Emotion-Centered Design

Impact

It allows each person to reflect on their feelings and actions, discuss and align on how to respond to a new concept, program, or principle.

What does it look like?

First, the storyteller thinks of a relevant and challenging experience they had. This may be about an escalating conversation or a response to a person at risk, for instance. They think through what the setting, climax, and conclusion are. Then, they tell the story out loud to the group.

The facilitator pauses the story right before the storyteller shares the climactic event. The audience is asked to pair up and talk through what they would feel, think, then do if they were in that position at that moment. The storyteller concludes the story by sharing what actually did happen — what they felt, thought, and did.

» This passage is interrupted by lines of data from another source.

pub mod config;
pub mod cycler;
pub mod hooks;

pub mod components {
    pub mod about;
    pub mod appointment_counter;
    pub mod banner;
    pub mod booking;
    pub mod find_us;
    pub mod footer;
    pub mod gallery;
    pub mod hero;
    pub mod lead_form;
    pub mod rating;
    pub mod services;
    pub mod sticky_booking;
    pub mod tagline;
    pub mod team;
    pub mod testimonials;
}

pub mod pages {
    pub mod home;
}

pub use cycler::{BoundaryPolicy, Cycler, CyclerConfig, CyclerError, Direction};
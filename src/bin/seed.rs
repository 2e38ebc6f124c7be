use storefront_api::{
    config::AppConfig,
    db::{create_orm_conn, run_migrations},
    dto::{categories::CreateCategoryRequest, products::CreateProductRequest},
    services::{category_service, product_service},
    state::AppState,
};

#[tokio::main]
async fn main() -> anyhow::Result<()> {
    dotenvy::dotenv().ok();
    let config = AppConfig::from_env()?;

    let orm = create_orm_conn(&config.database_url, config.max_connections).await?;
    // Ensure migrations are applied.
    run_migrations(&orm).await?;
    let state = AppState { orm };

    let catalog = [
        (
            "Books",
            vec![
                ("Go Guide", "A tour of the Go language", 29.99),
                ("Async Rust", "Futures, executors and pinning", 39.5),
            ],
        ),
        (
            "Merch",
            vec![
                ("Ferris Mug", "Coffee tastes better with Ferris", 12.0),
                ("Sticker Pack", "Decorate your laptop", 4.99),
            ],
        ),
    ];

    for (category_name, products) in catalog {
        let category = category_service::create_category(
            &state,
            CreateCategoryRequest {
                name: category_name.to_string(),
            },
        )
        .await?;
        println!("Seeded category {} (id={})", category.name, category.id);

        for (name, description, price) in products {
            let product = product_service::create_product(
                &state,
                CreateProductRequest {
                    name: name.to_string(),
                    description: description.to_string(),
                    price,
                    category_id: category.id,
                },
            )
            .await?;
            println!("  product {} (id={})", product.name, product.id);
        }
    }

    println!("Seed completed");
    Ok(())
}
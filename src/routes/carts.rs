use axum::{
    Json, Router,
    extract::State,
    http::StatusCode,
    routing::{delete, get, post},
};

use crate::{
    dto::cart::AddToCartRequest,
    error::AppResult,
    extract::{ApiJson, ApiPath},
    models::Cart,
    services::cart_service,
    state::AppState,
};

pub fn router() -> Router<AppState> {
    Router::new()
        .route("/", post(create_cart))
        .route("/{id}", get(get_cart))
        .route("/{id}/products", post(add_product))
        .route("/{id}/products/{product_id}", delete(remove_product))
}

#[utoipa::path(
    post,
    path = "/carts",
    responses(
        (status = 201, description = "Empty cart created", body = Cart)
    ),
    tag = "Carts"
)]
pub async fn create_cart(State(state): State<AppState>) -> AppResult<(StatusCode, Json<Cart>)> {
    let cart = cart_service::create_cart(&state).await?;
    Ok((StatusCode::CREATED, Json(cart)))
}

#[utoipa::path(
    get,
    path = "/carts/{id}",
    params(
        ("id" = i32, Path, description = "Cart ID")
    ),
    responses(
        (status = 200, description = "Cart with its products", body = Cart),
        (status = 404, description = "Cart not found"),
    ),
    tag = "Carts"
)]
pub async fn get_cart(
    State(state): State<AppState>,
    ApiPath(id): ApiPath<i32>,
) -> AppResult<Json<Cart>> {
    let cart = cart_service::get_cart(&state, id).await?;
    Ok(Json(cart))
}

#[utoipa::path(
    post,
    path = "/carts/{id}/products",
    params(
        ("id" = i32, Path, description = "Cart ID")
    ),
    request_body = AddToCartRequest,
    responses(
        (status = 200, description = "Product is a member of the cart", body = Cart),
        (status = 400, description = "Malformed body"),
        (status = 404, description = "Cart or product not found"),
    ),
    tag = "Carts"
)]
pub async fn add_product(
    State(state): State<AppState>,
    ApiPath(id): ApiPath<i32>,
    ApiJson(payload): ApiJson<AddToCartRequest>,
) -> AppResult<Json<Cart>> {
    let cart = cart_service::add_product(&state, id, payload).await?;
    Ok(Json(cart))
}

#[utoipa::path(
    delete,
    path = "/carts/{id}/products/{product_id}",
    params(
        ("id" = i32, Path, description = "Cart ID"),
        ("product_id" = i32, Path, description = "Product ID")
    ),
    responses(
        (status = 200, description = "Product is no longer a member of the cart", body = Cart),
        (status = 404, description = "Cart or product not found"),
    ),
    tag = "Carts"
)]
pub async fn remove_product(
    State(state): State<AppState>,
    ApiPath((id, product_id)): ApiPath<(i32, i32)>,
) -> AppResult<Json<Cart>> {
    let cart = cart_service::remove_product(&state, id, product_id).await?;
    Ok(Json(cart))
}
use sea_orm::entity::prelude::*;

#[derive(Clone, Debug, PartialEq, DeriveEntityModel)]
#[sea_orm(table_name = "carts")]
pub struct Model {
    #[sea_orm(primary_key)]
    pub id: i32,
    pub created_at: DateTimeWithTimeZone,
    pub updated_at: DateTimeWithTimeZone,
}

#[derive(Copy, Clone, Debug, EnumIter, DeriveRelation)]
pub enum Relation {
    #[sea_orm(has_many = "super::cart_products::Entity")]
    CartProducts,
}

impl Related<super::cart_products::Entity> for Entity {
    fn to() -> RelationDef {
        Relation::CartProducts.def()
    }
}

impl Related<super::products::Entity> for Entity {
    fn to() -> RelationDef {
        super::cart_products::Relation::Products.def()
    }

    fn via() -> Option<RelationDef> {
        Some(super::cart_products::Relation::Carts.def().rev())
    }
}

impl ActiveModelBehavior for ActiveModel {}
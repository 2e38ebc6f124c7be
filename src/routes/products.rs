use axum::{
    Json, Router,
    extract::State,
    http::StatusCode,
    routing::get,
};

use crate::{
    dto::products::{CreateProductRequest, ProductList, UpdateProductRequest},
    error::AppResult,
    extract::{ApiJson, ApiPath},
    models::Product,
    services::product_service,
    state::AppState,
};

pub fn router() -> Router<AppState> {
    Router::new()
        .route("/", get(list_products).post(create_product))
        .route(
            "/{id}",
            get(get_product).put(update_product).delete(delete_product),
        )
}

#[utoipa::path(
    get,
    path = "/products",
    responses(
        (status = 200, description = "Every product with its category", body = ProductList)
    ),
    tag = "Products"
)]
pub async fn list_products(State(state): State<AppState>) -> AppResult<Json<ProductList>> {
    let products = product_service::list_products(&state).await?;
    Ok(Json(products))
}

#[utoipa::path(
    get,
    path = "/products/{id}",
    params(
        ("id" = i32, Path, description = "Product ID")
    ),
    responses(
        (status = 200, description = "Get product", body = Product),
        (status = 404, description = "Product not found"),
    ),
    tag = "Products"
)]
pub async fn get_product(
    State(state): State<AppState>,
    ApiPath(id): ApiPath<i32>,
) -> AppResult<Json<Product>> {
    let product = product_service::get_product(&state, id).await?;
    Ok(Json(product))
}

#[utoipa::path(
    post,
    path = "/products",
    request_body = CreateProductRequest,
    responses(
        (status = 201, description = "Create product", body = Product),
        (status = 400, description = "Malformed body"),
    ),
    tag = "Products"
)]
pub async fn create_product(
    State(state): State<AppState>,
    ApiJson(payload): ApiJson<CreateProductRequest>,
) -> AppResult<(StatusCode, Json<Product>)> {
    let product = product_service::create_product(&state, payload).await?;
    Ok((StatusCode::CREATED, Json(product)))
}

#[utoipa::path(
    put,
    path = "/products/{id}",
    params(
        ("id" = i32, Path, description = "Product ID")
    ),
    request_body = UpdateProductRequest,
    responses(
        (status = 200, description = "Updated product", body = Product),
        (status = 400, description = "Malformed body"),
        (status = 404, description = "Product not found"),
    ),
    tag = "Products"
)]
pub async fn update_product(
    State(state): State<AppState>,
    ApiPath(id): ApiPath<i32>,
    ApiJson(payload): ApiJson<UpdateProductRequest>,
) -> AppResult<Json<Product>> {
    let product = product_service::update_product(&state, id, payload).await?;
    Ok(Json(product))
}

#[utoipa::path(
    delete,
    path = "/products/{id}",
    params(
        ("id" = i32, Path, description = "Product ID")
    ),
    responses(
        (status = 204, description = "Product deleted or already absent")
    ),
    tag = "Products"
)]
pub async fn delete_product(
    State(state): State<AppState>,
    ApiPath(id): ApiPath<i32>,
) -> AppResult<StatusCode> {
    product_service::delete_product(&state, id).await?;
    Ok(StatusCode::NO_CONTENT)
}
use sea_orm_migration::prelude::*;

mod m20250101_000001_create_catalog;
mod m20250101_000002_create_carts;

pub struct Migrator;

#[async_trait::async_trait]
impl MigratorTrait for Migrator {
    fn migrations() -> Vec<Box<dyn MigrationTrait>> {
        vec![
            Box::new(m20250101_000001_create_catalog::Migration),
            Box::new(m20250101_000002_create_carts::Migration),
        ]
    }
}
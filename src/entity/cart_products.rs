//! Membership edges between carts and products.
//!
//! The composite primary key makes membership a set: a product is either in a
//! cart or it is not.

use sea_orm::entity::prelude::*;

#[derive(Clone, Debug, PartialEq, DeriveEntityModel)]
#[sea_orm(table_name = "cart_products")]
pub struct Model {
    #[sea_orm(primary_key, auto_increment = false)]
    pub cart_id: i32,
    #[sea_orm(primary_key, auto_increment = false)]
    pub product_id: i32,
}

#[derive(Copy, Clone, Debug, EnumIter, DeriveRelation)]
pub enum Relation {
    #[sea_orm(
        belongs_to = "super::carts::Entity",
        from = "Column::CartId",
        to = "super::carts::Column::Id",
        on_delete = "Cascade"
    )]
    Carts,
    #[sea_orm(
        belongs_to = "super::products::Entity",
        from = "Column::ProductId",
        to = "super::products::Column::Id",
        on_delete = "Cascade"
    )]
    Products,
}

impl Related<super::carts::Entity> for Entity {
    fn to() -> RelationDef {
        Relation::Carts.def()
    }
}

impl Related<super::products::Entity> for Entity {
    fn to() -> RelationDef {
        Relation::Products.def()
    }
}

impl ActiveModelBehavior for ActiveModel {}
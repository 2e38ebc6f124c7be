use axum::{Json, Router, routing::post};

use crate::{
    dto::payments::{PaymentRequest, PaymentResponse},
    error::AppResult,
    extract::ApiJson,
    services::payment_service,
    state::AppState,
};

pub fn router() -> Router<AppState> {
    Router::new().route("/", post(process_payment))
}

#[utoipa::path(
    post,
    path = "/payments",
    request_body = PaymentRequest,
    responses(
        (status = 200, description = "Payment accepted", body = PaymentResponse),
        (status = 400, description = "Invalid payment data"),
    ),
    tag = "Payments"
)]
pub async fn process_payment(
    ApiJson(payload): ApiJson<PaymentRequest>,
) -> AppResult<Json<PaymentResponse>> {
    let response = payment_service::process_payment(payload)?;
    Ok(Json(response))
}
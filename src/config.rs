use std::env;

#[derive(Debug, Clone)]
pub struct AppConfig {
    pub database_url: String,
    pub host: String,
    pub port: u16,
    pub max_connections: u32,
}

impl AppConfig {
    pub fn from_env() -> anyhow::Result<Self> {
        let database_url = env::var("DATABASE_URL")
            .unwrap_or_else(|_| "sqlite://storefront.db?mode=rwc".to_string());
        let host = env::var("APP_HOST").unwrap_or_else(|_| "127.0.0.1".to_string());
        let port = env::var("APP_PORT")
            .ok()
            .and_then(|p| p.parse::<u16>().ok())
            .unwrap_or(1323);
        let max_connections = env::var("DB_MAX_CONNECTIONS")
            .ok()
            .and_then(|n| n.parse::<u32>().ok())
            .unwrap_or(10);
        Ok(Self {
            port,
            database_url,
            host,
            max_connections,
        })
    }
}
use axum::{
    Json,
    extract::{FromRequest, FromRequestParts, Path, Request},
    http::request::Parts,
};
use serde::de::DeserializeOwned;

use crate::error::AppError;

/// JSON body extractor that reports every rejection as a `400 Bad Request`.
///
/// Axum's own `Json` answers type mismatches with 422 and a plain-text body;
/// routing them through [`AppError`] keeps malformed input uniform.
#[derive(Debug, Clone, Copy, Default)]
pub struct ApiJson<T>(pub T);

impl<S, T> FromRequest<S> for ApiJson<T>
where
    T: DeserializeOwned,
    S: Send + Sync,
{
    type Rejection = AppError;

    async fn from_request(req: Request, state: &S) -> Result<Self, Self::Rejection> {
        let Json(value) = Json::<T>::from_request(req, state)
            .await
            .map_err(|rejection| AppError::BadRequest(rejection.body_text()))?;
        Ok(Self(value))
    }
}

/// Path parameters that fail to parse become a JSON `400 Bad Request`.
#[derive(Debug, Clone, Copy, Default)]
pub struct ApiPath<T>(pub T);

impl<S, T> FromRequestParts<S> for ApiPath<T>
where
    T: DeserializeOwned + Send,
    S: Send + Sync,
{
    type Rejection = AppError;

    async fn from_request_parts(parts: &mut Parts, state: &S) -> Result<Self, Self::Rejection> {
        let Path(value) = Path::<T>::from_request_parts(parts, state)
            .await
            .map_err(|rejection| AppError::BadRequest(rejection.body_text()))?;
        Ok(Self(value))
    }
}
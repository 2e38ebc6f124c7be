use storefront_api::{
    config::AppConfig,
    db::{create_orm_conn, run_migrations},
};

#[tokio::main]
async fn main() -> anyhow::Result<()> {
    dotenvy::dotenv().ok();
    let config = AppConfig::from_env()?;
    let orm = create_orm_conn(&config.database_url, config.max_connections).await?;
    run_migrations(&orm).await?;
    println!("Migrations applied");
    Ok(())
}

The storytelling is closed with an open discussion about what they discussed in pairs, how that coincided with what actually happened, and what the ideal response might be.

Participants’ State of Mind

attentive, sympathetic, reflective

Level of Complexity (1–5)

5

Time for Participation

30 to 60 mins

Source

Adapted to Matter–Mind Studio from facilitator, Dana Johnson. Facilitated event hosted by friends of the studio, Project Inkblot at a screening of Fit the Description; A Series of Conversations Between Black Male Officers and Civilians. Neue House in New York City, 2016.